Task goal:
Within the material below, how many lines carry the word "this"? State only the number.
** Opening Supplied data block **
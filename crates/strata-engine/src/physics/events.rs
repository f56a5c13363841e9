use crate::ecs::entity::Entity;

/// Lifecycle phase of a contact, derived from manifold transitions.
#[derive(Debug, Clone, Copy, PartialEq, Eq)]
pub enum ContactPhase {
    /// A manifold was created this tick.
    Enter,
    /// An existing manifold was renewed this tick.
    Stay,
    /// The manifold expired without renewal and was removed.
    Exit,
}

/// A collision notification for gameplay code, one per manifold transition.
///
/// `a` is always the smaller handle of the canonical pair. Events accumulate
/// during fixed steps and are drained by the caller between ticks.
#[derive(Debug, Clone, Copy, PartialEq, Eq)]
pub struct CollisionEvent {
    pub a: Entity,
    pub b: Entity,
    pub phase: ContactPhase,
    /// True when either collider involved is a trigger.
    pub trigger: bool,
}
** Closing Supplied data block **
Task answer:
2